Getting to the bottom of Cuomo’s coronavirus nursing home scandal

Janice Dean reports on the weather for Fox News. She lost both of her in-laws to the Wuhan coronavirus. Both contracted the disease at long-term care facilities, but her mother in-law died at a hospital.

New York apparently does not include cases like the mother-in-law’s in totaling up the nursing home death count. Thus, New York is under counting the number of deaths that arose at such facilities.

Dean has long wanted to testify about New York state’s disastrous response to the coronavirus in nursing homes. However, she was removed from the witness list for a hearing by the legislature on this subject.

Dean says a Republican New York Senator told her the Democrat majority was “uncomfortable having [her] as a witness.” Dean believes the majority was responding to pressure from Governor Cuomo or his associates. Cuomo’s office denies the charge.

The Republicans countered by inviting Dean to their own event. She called for an independent investigation into whether nursing homes kept coronavirus patients separated, had enough employees, tracked workers who worked at multiple health care facilities, and provided staffers with adequate protective gear. There’s also the fact that the Cuomo administration required these facilities to accept people known to be infected.

Because of the way New York counts coronavirus deaths (see above), no one knows how many people died from the virus after contracting it at such facilities. The Cuomo administration refuses to provide such information even though it has been requested by both Republicans and Democrats in the state legislature. Clearly, Cuomo is trying to prevent a full assessment of the carnage that resulted from his policies.

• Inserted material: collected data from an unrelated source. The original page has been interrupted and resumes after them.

//! CartPole environment.
use crate::{CartPoleAct, CartPoleConfig, CartPoleObs};
use anyhow::{ensure, Result};
use log::{debug, trace, warn};
use poleq_core::{
    record::{Record, RecordValue},
    Env, Step,
};
use rand::{rngs::SmallRng, Rng, SeedableRng};

const GRAVITY: f64 = 9.8;
const MASS_CART: f64 = 1.0;
const MASS_POLE: f64 = 0.1;
const TOTAL_MASS: f64 = MASS_CART + MASS_POLE;
/// Half of the pole length.
const LENGTH: f64 = 0.5;
const POLE_MASS_LENGTH: f64 = MASS_POLE * LENGTH;

/// 12 degrees.
const THETA_THRESHOLD: f64 = 12.0 * 2.0 * std::f64::consts::PI / 360.0;
const X_THRESHOLD: f64 = 2.4;

/// CartPole environment.
///
/// ```rust
/// use poleq_cartpole::{CartPole, CartPoleAct, CartPoleConfig};
/// use poleq_core::Env;
///
/// let mut env = CartPole::build(&CartPoleConfig::default(), 42).unwrap();
/// let obs = env.reset().unwrap();
/// let (step, _) = env.step(&CartPoleAct::Right);
/// assert!(step.obs.0[1] > obs.0[1]);
/// ```
#[derive(Debug)]
pub struct CartPole {
    config: CartPoleConfig,

    /// Seed given to [`Env::build`].
    seed: i64,

    rng: SmallRng,

    /// `(x, x_dot, theta, theta_dot)`.
    state: [f64; 4],

    count_steps: usize,

    done: bool,
}

impl CartPole {
    /// Current state.
    pub fn state(&self) -> CartPoleObs {
        CartPoleObs(self.state)
    }

    /// The number of steps in the current episode.
    pub fn count_steps(&self) -> usize {
        self.count_steps
    }

    fn is_failed(&self) -> bool {
        let [x, _, theta, _] = self.state;
        x.abs() > X_THRESHOLD || theta.abs() > THETA_THRESHOLD
    }

    /// Advances the state by one explicit Euler step.
    fn integrate(&mut self, act: &CartPoleAct) {
        let [x, x_dot, theta, theta_dot] = self.state;
        let force = match act {
            CartPoleAct::Left => -self.config.force_mag,
            CartPoleAct::Right => self.config.force_mag,
        };

        let (sin_theta, cos_theta) = theta.sin_cos();
        let temp = (force + POLE_MASS_LENGTH * theta_dot * theta_dot * sin_theta) / TOTAL_MASS;
        let theta_acc = (GRAVITY * sin_theta - cos_theta * temp)
            / (LENGTH * (4.0 / 3.0 - MASS_POLE * cos_theta * cos_theta / TOTAL_MASS));
        let x_acc = temp - POLE_MASS_LENGTH * theta_acc * cos_theta / TOTAL_MASS;

        let tau = self.config.tau;
        self.state = [
            x + tau * x_dot,
            x_dot + tau * x_acc,
            theta + tau * theta_dot,
            theta_dot + tau * theta_acc,
        ];
    }
}

impl Env for CartPole {
    type Config = CartPoleConfig;
    type Obs = CartPoleObs;
    type Act = CartPoleAct;
    type Info = ();

    fn build(config: &Self::Config, seed: i64) -> Result<Self> {
        ensure!(config.max_steps > 0, "max_steps must be positive");
        ensure!(
            config.init_range >= 0.0 && config.init_range.is_finite(),
            "init_range must be a non-negative number, got {}",
            config.init_range
        );

        Ok(Self {
            config: config.clone(),
            seed,
            rng: SmallRng::seed_from_u64(seed as u64),
            state: [0.0; 4],
            count_steps: 0,
            done: false,
        })
    }

    fn step(&mut self, a: &Self::Act) -> (Step<Self>, Record) {
        if self.done {
            warn!("CartPole::step() called after the episode ended; call reset() first");
        }

        self.integrate(a);
        self.count_steps += 1;

        let is_terminated = self.is_failed();
        let is_truncated = !is_terminated && self.count_steps >= self.config.max_steps;
        self.done = is_terminated || is_truncated;
        if self.done {
            debug!(
                "Episode ended after {} steps (terminated = {})",
                self.count_steps, is_terminated
            );
        }

        let obs = CartPoleObs(self.state);
        let record = Record::from_slice(&[("obs", RecordValue::Array1(obs.into()))]);
        let step = Step::new(obs, *a, 1.0, is_terminated, is_truncated, ());

        (step, record)
    }

    fn reset(&mut self) -> Result<Self::Obs> {
        trace!("CartPole::reset()");
        let r = self.config.init_range;
        for v in self.state.iter_mut() {
            *v = if r > 0.0 { self.rng.gen_range(-r..=r) } else { 0.0 };
        }
        self.count_steps = 0;
        self.done = false;
        Ok(CartPoleObs(self.state))
    }

    fn reset_with_index(&mut self, ix: usize) -> Result<Self::Obs> {
        self.rng = SmallRng::seed_from_u64(self.seed.wrapping_add(ix as i64) as u64);
        self.reset()
    }
}
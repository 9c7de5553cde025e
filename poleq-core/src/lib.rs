#![warn(missing_docs)]
//! Core components of poleq.
//!
//! This crate defines the pieces shared by environments and the code driving them:
//!
//! * [`Env`], [`Obs`], [`Act`] and [`Step`] describe an environment and its interaction steps.
//! * [`Policy`] maps an observation to an action.
//! * [`record`] provides [`Record`](record::Record) and recorders for collecting
//!   values produced while running episodes.
//! * [`util::eval_with_recorder`] runs episodes of a policy on an environment.
pub mod error;
pub mod record;
pub mod util;

mod base;
pub use base::{Act, Env, Info, Obs, Policy, Step};
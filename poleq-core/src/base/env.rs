//! Environment.
use super::{Act, Info, Obs, Step};
use crate::record::Record;
use anyhow::Result;

/// Represents an environment, typically an MDP.
pub trait Env {
    /// Configurations.
    type Config: Clone;

    /// Observation of the environment.
    type Obs: Obs;

    /// Action of the environment.
    type Act: Act;

    /// Information in the [`Step`] object.
    type Info: Info;

    /// Builds an environment with a given random seed.
    fn build(config: &Self::Config, seed: i64) -> Result<Self>
    where
        Self: Sized;

    /// Performs an environment step.
    ///
    /// The returned [`Record`] holds values the environment wants to report
    /// for this step, e.g., the observation.
    fn step(&mut self, a: &Self::Act) -> (Step<Self>, Record)
    where
        Self: Sized;

    /// Resets the environment and returns the initial observation.
    fn reset(&mut self) -> Result<Self::Obs>;

    /// Resets the environment with a given index.
    ///
    /// The index is used in an arbitrary way. For example, it can be combined with
    /// the seed given to [`Env::build`], which makes a sequence of episodes reproducible.
    fn reset_with_index(&mut self, ix: usize) -> Result<Self::Obs>;
}
use super::{Record, Recorder};

/// A recorder that ignores any record.
#[derive(Default, Debug, Clone, Copy)]
pub struct NullRecorder;

impl Recorder for NullRecorder {
    /// Discard the given record.
    fn write(&mut self, _record: Record) {}
}
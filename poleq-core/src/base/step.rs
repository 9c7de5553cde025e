//! Environment step.
use super::Env;

/// Additional information to `Obs` and `Act`.
pub trait Info {}

impl Info for () {}

/// Outcome of applying an action `a_t` to an environment: the next observation
/// `o_t+1`, the reward `r_t` and whether the episode ended.
///
/// Environments are not vectorized, so every field describes a single environment.
pub struct Step<E: Env> {
    /// The action that was applied.
    pub act: E::Act,

    /// The observation after the action.
    pub obs: E::Obs,

    /// Reward of the transition.
    pub reward: f32,

    /// The episode reached a terminal state.
    pub is_terminated: bool,

    /// The episode was cut off, e.g., by a step limit.
    pub is_truncated: bool,

    /// Environment specific information.
    pub info: E::Info,
}

impl<E: Env> Step<E> {
    /// Constructs a [`Step`].
    pub fn new(
        obs: E::Obs,
        act: E::Act,
        reward: f32,
        is_terminated: bool,
        is_truncated: bool,
        info: E::Info,
    ) -> Self {
        Self {
            act,
            obs,
            reward,
            is_terminated,
            is_truncated,
            info,
        }
    }

    /// Returns `true` if the episode was terminated or truncated.
    #[inline]
    pub fn is_done(&self) -> bool {
        self.is_terminated || self.is_truncated
    }
}
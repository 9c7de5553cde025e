//! Sparse tables of action values keyed by discrete observations.
//!
//! An [`ObservationTable`] indexes a conceptually dense array of shape
//! `n_buckets^n x n_actions` without allocating it: one level of nested maps per key
//! coordinate is created when a key is first seen, and the last level holds a vector
//! of `n_actions` values.
mod base;
mod config;
mod node;

pub use base::ObservationTable;
pub use config::{BucketingConfig, ObservationTableConfig};
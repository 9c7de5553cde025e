#![warn(missing_docs)]
//! Discretization of continuous observations and sparse action-value tables.
//!
//! A tabular agent on a continuous environment needs a discrete key for each observation.
//! This crate provides:
//!
//! * [`Bucketer`] maps a scalar into a bucket index of a closed interval.
//! * [`MultiBucketer`] applies one [`Bucketer`] per coordinate of an observation.
//! * [`Discretizer`] is the closed set of bucketing variants accepted by the table.
//! * [`ObservationTable`] lazily materializes one vector of action values per
//!   discrete key, and hands it out as a mutable slice.
//!
//! ```rust
//! use poleq_tabular::{MultiBucketer, ObservationTable};
//!
//! # fn main() -> Result<(), poleq_tabular::TabularError> {
//! let bucketer = MultiBucketer::new(&[0.0, -5.0], &[10.0, 5.0], 5)?;
//! let mut table = ObservationTable::new(0.0, 2, Some(bucketer.into()))?;
//!
//! table.get(&[2.0, 0.0])?[1] = 5.0;
//! assert_eq!(table.get_key(&[1, 2])?, &[0.0, 5.0]);
//! # Ok(())
//! # }
//! ```
pub mod bucketer;
mod error;
pub mod table;

pub use bucketer::{Bucketer, Discretizer, MultiBucketer, OUT_OF_RANGE};
pub use error::TabularError;
pub use table::{BucketingConfig, ObservationTable, ObservationTableConfig};
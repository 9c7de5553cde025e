//! Base implementation of records.
use crate::error::CoreError;
use chrono::prelude::{DateTime, Local};
use std::collections::{
    hash_map::{Iter, Keys},
    HashMap,
};

/// Represents possible types of values that can be stored in a [`Record`].
#[derive(Debug, Clone, PartialEq)]
pub enum RecordValue {
    /// A single floating-point value, typically a reward or a counter.
    Scalar(f32),

    /// A timestamp with local timezone.
    DateTime(DateTime<Local>),

    /// A 1-dimensional array of floating-point values, e.g., an observation.
    Array1(Vec<f32>),

    /// A text value.
    String(String),
}

/// A container for storing key-value pairs of various data types.
///
/// # Examples
///
/// ```rust
/// use poleq_core::record::{Record, RecordValue};
///
/// let mut record = Record::from_scalar("reward", 1.0);
/// record.insert("episode", RecordValue::Scalar(3.0));
///
/// assert_eq!(record.get_scalar("episode").unwrap(), 3.0);
/// assert!(record.get_array1("reward").is_err());
/// ```
#[derive(Debug, Clone, Default)]
pub struct Record(HashMap<String, RecordValue>);

impl Record {
    /// Creates an empty record.
    pub fn empty() -> Self {
        Self(HashMap::new())
    }

    /// Creates a record containing a single scalar value.
    pub fn from_scalar(name: impl Into<String>, value: f32) -> Self {
        Self(HashMap::from([(name.into(), RecordValue::Scalar(value))]))
    }

    /// Creates a record from a slice of key-value pairs.
    pub fn from_slice<K: Into<String> + Clone>(s: &[(K, RecordValue)]) -> Self {
        Self(
            s.iter()
                .map(|(k, v)| (k.clone().into(), v.clone()))
                .collect(),
        )
    }

    /// Returns an iterator over the keys in the record.
    pub fn keys(&self) -> Keys<String, RecordValue> {
        self.0.keys()
    }

    /// Inserts a key-value pair into the record.
    pub fn insert(&mut self, k: impl Into<String>, v: RecordValue) {
        self.0.insert(k.into(), v);
    }

    /// Returns an iterator over the key-value pairs in the record.
    pub fn iter(&self) -> Iter<'_, String, RecordValue> {
        self.0.iter()
    }

    /// Gets a reference to the value associated with the given key.
    pub fn get(&self, k: &str) -> Option<&RecordValue> {
        self.0.get(k)
    }

    /// Merges two records, consuming both.
    ///
    /// Values of `record` overwrite values of `self` with the same key.
    pub fn merge(self, record: Record) -> Self {
        Record(self.0.into_iter().chain(record.0).collect())
    }

    /// Gets a scalar value from the record.
    pub fn get_scalar(&self, k: &str) -> Result<f32, CoreError> {
        match self.lookup(k)? {
            RecordValue::Scalar(v) => Ok(*v),
            _ => Err(Self::type_error(k, "Scalar")),
        }
    }

    /// Gets a 1-dimensional array from the record.
    pub fn get_array1(&self, k: &str) -> Result<Vec<f32>, CoreError> {
        match self.lookup(k)? {
            RecordValue::Array1(v) => Ok(v.clone()),
            _ => Err(Self::type_error(k, "Array1")),
        }
    }

    /// Gets a string value from the record.
    pub fn get_string(&self, k: &str) -> Result<String, CoreError> {
        match self.lookup(k)? {
            RecordValue::String(s) => Ok(s.clone()),
            _ => Err(Self::type_error(k, "String")),
        }
    }

    /// Gets a timestamp from the record.
    pub fn get_datetime(&self, k: &str) -> Result<DateTime<Local>, CoreError> {
        match self.lookup(k)? {
            RecordValue::DateTime(t) => Ok(*t),
            _ => Err(Self::type_error(k, "DateTime")),
        }
    }

    /// Returns the number of key-value pairs.
    pub fn len(&self) -> usize {
        self.0.len()
    }

    /// Checks if the record is empty.
    pub fn is_empty(&self) -> bool {
        self.0.is_empty()
    }

    fn lookup(&self, k: &str) -> Result<&RecordValue, CoreError> {
        self.0
            .get(k)
            .ok_or_else(|| CoreError::RecordKey(k.to_string()))
    }

    fn type_error(k: &str, expected: &'static str) -> CoreError {
        CoreError::RecordValueType {
            key: k.to_string(),
            expected,
        }
    }
}

#[cfg(test)]
mod tests {
    use super::*;

    #[test]
    fn test_merge_overwrites_with_second_record() {
        let a = Record::from_slice(&[
            ("reward", RecordValue::Scalar(1.0)),
            ("name", RecordValue::String("cartpole".into())),
        ]);
        let b = Record::from_scalar("reward", 0.0);
        let merged = a.merge(b);

        assert_eq!(merged.len(), 2);
        assert_eq!(merged.get_scalar("reward"), Ok(0.0));
        assert_eq!(merged.get_string("name"), Ok("cartpole".to_string()));
    }

    #[test]
    fn test_typed_getters_report_errors() {
        let mut record = Record::empty();
        record.insert("obs", RecordValue::Array1(vec![0.5, -0.5]));
        record.insert("time", RecordValue::DateTime(Local::now()));

        assert_eq!(record.get_array1("obs"), Ok(vec![0.5, -0.5]));
        assert!(record.get_datetime("time").is_ok());
        assert_eq!(
            record.get_scalar("missing"),
            Err(CoreError::RecordKey("missing".to_string()))
        );
        assert_eq!(
            record.get_scalar("obs"),
            Err(CoreError::RecordValueType {
                key: "obs".to_string(),
                expected: "Scalar"
            })
        );
    }
}
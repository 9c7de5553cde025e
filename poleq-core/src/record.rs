//! Types and traits for recording values produced while running episodes.
//!
//! * [`Record`] - A container of key-value pairs of various data types
//! * [`RecordValue`] - The types of values that can be stored
//! * [`Recorder`] - A trait for writing records to some destination
//! * [`BufferedRecorder`] - A recorder that keeps records in memory
//! * [`NullRecorder`] - A recorder that discards all records
//!
//! # Basic Usage
//!
//! ```rust
//! use poleq_core::record::{Record, RecordValue};
//!
//! let step = 1;
//! let obs = vec![0.01f32, -0.02, 0.03, 0.0];
//!
//! let mut record = Record::empty();
//! record.insert("step", RecordValue::Scalar(step as f32));
//! record.insert("reward", RecordValue::Scalar(1.0));
//! record.insert("obs", RecordValue::Array1(obs));
//! assert_eq!(record.get_scalar("reward").unwrap(), 1.0);
//! ```
mod base;
mod buffered_recorder;
mod null_recorder;
mod recorder;

pub use base::{Record, RecordValue};
pub use buffered_recorder::BufferedRecorder;
pub use null_recorder::NullRecorder;
pub use recorder::Recorder;
//! Closed set of bucketing variants used by observation tables.
use super::{Bucketer, MultiBucketer};
use crate::TabularError;
use serde::{Deserialize, Serialize};

/// Bucketing applied by an [`ObservationTable`](crate::ObservationTable) to raw observations.
#[derive(Debug, Clone, PartialEq, Serialize, Deserialize)]
pub enum Discretizer {
    /// One-dimensional observations.
    Scalar(Bucketer),

    /// Observations with one bucketer per coordinate.
    Vector(MultiBucketer),
}

impl Discretizer {
    /// Number of coordinates of the observations accepted by [`Discretizer::bucket`].
    pub fn dim(&self) -> usize {
        match self {
            Self::Scalar(_) => 1,
            Self::Vector(b) => b.n(),
        }
    }

    /// Converts an observation into a discrete key.
    pub fn bucket(&self, values: &[f64]) -> Result<Vec<i64>, TabularError> {
        match self {
            Self::Scalar(b) => match values {
                [value] => Ok(vec![b.get_bucketed(*value)]),
                _ => Err(TabularError::DimensionMismatch {
                    expected: 1,
                    actual: values.len(),
                }),
            },
            Self::Vector(b) => b.get_bucketed(values),
        }
    }
}

impl From<Bucketer> for Discretizer {
    fn from(b: Bucketer) -> Self {
        Self::Scalar(b)
    }
}

impl From<MultiBucketer> for Discretizer {
    fn from(b: MultiBucketer) -> Self {
        Self::Vector(b)
    }
}
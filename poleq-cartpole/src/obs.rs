//! Observation of [`CartPole`](crate::CartPole).
use poleq_core::Obs;

/// Cart position, cart velocity, pole angle and pole angular velocity.
#[derive(Clone, Copy, Debug, PartialEq)]
pub struct CartPoleObs(pub [f64; 4]);

impl CartPoleObs {
    /// The observation as a slice, e.g., to look it up in an observation table.
    pub fn as_slice(&self) -> &[f64] {
        &self.0
    }

    /// Cart position.
    pub fn x(&self) -> f64 {
        self.0[0]
    }

    /// Pole angle in radians.
    pub fn theta(&self) -> f64 {
        self.0[2]
    }

    /// Draws the cart on a track of `[-2.4, 2.4]` as a line of text.
    pub fn render(&self) -> String {
        const WIDTH: usize = 41;
        let pos = ((self.x() + 2.4) / 4.8 * (WIDTH - 1) as f64).round();
        let pos = pos.max(0.0).min((WIDTH - 1) as f64) as usize;
        let pole = match self.theta() {
            t if t < -0.05 => '\\',
            t if t > 0.05 => '/',
            _ => '|',
        };

        let mut line = vec!['-'; WIDTH];
        line[pos] = pole;
        format!("[{}] theta = {:+.3}", line.into_iter().collect::<String>(), self.theta())
    }
}

impl Obs for CartPoleObs {
    fn len(&self) -> usize {
        self.0.len()
    }
}

impl From<CartPoleObs> for Vec<f32> {
    fn from(obs: CartPoleObs) -> Self {
        obs.0.iter().map(|v| *v as f32).collect()
    }
}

Fortunately, as I discussed here, the Trump Justice Department has sent a letter to Governor Cuomo (among other governors) seeking this information. The letter asks for:

The number of Public Nursing Home residents, employees, other staff, guests, and visitors who died of COVID-19 including those who died in a Public Nursing Home or after being transferred to a hospital or other medical facility, hospice, home care, or any other location.

(Emphasis added)

The DOJ requested this information, along with three other categories of information, in order to evaluate whether to initiate investigations under the federal Civil Rights of Institutionalized Persons Act (CRIPA), which protects the civil rights of persons in state-run nursing homes, among others. I hope the DOJ will succeed where Janice Dean and New York state legislators from both parties have failed in prying loose information that should have made public months ago.

The Cuomo administration’s handling of the pandemic at long-term care facilities was scandalous. So are its efforts to cover up the consequences of the bungling. So are the efforts of the mainstream media — successful so far — to depict Cuomo as a hero of the pandemic.

We’ll see how well that narrative withstands the DOJ’s request for information and its possible investigation under federal civil rights law.